Records provided Block Start

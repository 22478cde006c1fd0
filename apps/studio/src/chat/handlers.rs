use axum::{extract::State, Json};
use serde::Deserialize;
use tracing::info;

use crate::chat::submit::{submit, SubmitOutcome};
use crate::errors::AppError;
use crate::state::AppState;

#[derive(Debug, Deserialize)]
pub struct SubmitRequest {
    pub text: String,
}

/// POST /api/v1/session/messages
/// Sends the user's text to the generation service and applies the reply.
/// Returns once the reply (or its failure notice) is recorded. The submission
/// runs on its own task, so a dropped connection still completes it.
pub async fn handle_submit(
    State(state): State<AppState>,
    Json(req): Json<SubmitRequest>,
) -> Result<Json<SubmitOutcome>, AppError> {
    let text = req.text.trim().to_string();
    if text.is_empty() {
        return Err(AppError::Validation("Message text must not be empty".to_string()));
    }
    info!(chars = text.chars().count(), "Submission received");
    let outcome = tokio::spawn(async move { submit(&state, &text).await }).await?;
    Ok(Json(outcome))
}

Records provided Block End

What the task asks ▸ For this task, print the records again exactly as they appear.

Task solution ▸
repository 22478cde006c1fd0
filename apps/studio/src/chat/handlers.rs
use axum::{extract::State, Json};
use serde::Deserialize;
use tracing::info;

use crate::chat::submit::{submit, SubmitOutcome};
use crate::errors::AppError;
use crate::state::AppState;

#[derive(Debug, Deserialize)]
pub struct SubmitRequest {
    pub text: String,
}

/// POST /api/v1/session/messages
/// Sends the user's text to the generation service and applies the reply.
/// Returns once the reply (or its failure notice) is recorded. The submission
/// runs on its own task, so a dropped connection still completes it.
pub async fn handle_submit(
    State(state): State<AppState>,
    Json(req): Json<SubmitRequest>,
) -> Result<Json<SubmitOutcome>, AppError> {
    let text = req.text.trim().to_string();
    if text.is_empty() {
        return Err(AppError::Validation("Message text must not be empty".to_string()));
    }
    info!(chars = text.chars().count(), "Submission received");
    let outcome = tokio::spawn(async move { submit(&state, &text).await }).await?;
    Ok(Json(outcome))
}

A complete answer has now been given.